For the Roman Catholic tradition, natural law also demands the inalienable rights of all human beings, economic justice, and various other things. When the Pope visited Britain last year, his speech in Westminster Hall was entirely predicated on a natural law tradition – as he put it, ‘[t]he Catholic tradition maintains that the objective norms governing right action are accessible to reason…’. On this basis, the Church and a secular state could and should share a commitment to human rights and justice and other things because both were pursuing the same natural law.

A more traditionally Reformed account of ethics is rather less happy with this. Christian life is necessarily gospel-shaped, and so is profoundly and irreconcilably odd, judged by the canons of any secular society. Christian marriage, to take the case in point, is (as Augustine taught) a profoundly ascetic practice, devoted mainly towards the disciplining of ‘natural’ desires in order to direct the lived life in ways that manifest the gospel and not alien values. (I have commented elsewhere on this blog on the possibility of extending such an understanding to gay and lesbian relationships.) In the extreme form of this view (made popular by Barth…) there is no ‘natural law’; there is the gospel, with its peremptory demands, and there are ways of life that are ignorant of the gospel, and so inevitably in some measure inimical to the gospel.

How, then, do we deal with a state proposal to extend the legal definition of ‘marriage’ to include same-sex couples? For someone who is (properly) Roman Catholic, they examine the given definitions and expositions of natural law, and note that they assert, inter alia, that ‘marriage’ is the union of one woman and one man. The idea of gay/lesbian couples ‘marrying,’ therefore, is not so much wrong as incomprehensible and impossible.
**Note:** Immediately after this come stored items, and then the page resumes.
//! `chartcheck ui` command handler

use tracing::info;

use chartcheck_core::HarnessConfig;
use chartcheck_engine::verify_enterprise_ui_deployment;

use crate::cli::UiArgs;
use crate::error::CliError;
use crate::output::OutputWriter;

const DEFAULT_SCENARIO: &str = "enterprise-ui-test";

/// Execute the `ui` command. Output uses the deployment report rendering.
pub async fn execute(
    args: UiArgs,
    config: HarnessConfig,
    writer: &OutputWriter,
) -> Result<(), CliError> {
    let name = args.name.unwrap_or_else(|| DEFAULT_SCENARIO.to_owned());
    info!(scenario = %name, image = %config.images.ui, "deploying enterprise ui");
    let report = verify_enterprise_ui_deployment(&config, &name).await?;
    writer.render(&report)?;
    Ok(())
}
This is not a denial of the human rights of gay/lesbian couples – as a matter of fact, in British/Scottish law, there is no human right granted by the marriage relationship that is not also granted by being in a civil partnership – so much as a belief that it is intrinsic to the definition of the word ‘marriage’ that those entering into the state are of opposite sex. ‘Same-sex marriage’ on this view is a phrase like ‘four-sided triangle’; not something that should not be done, but something that logically cannot be done. Thus, Archbishop Conti was being faithfully Catholic when he said, ‘Governments do not have the authority to say what marriage is or to change its nature or to decree that people of the same sex can marry.’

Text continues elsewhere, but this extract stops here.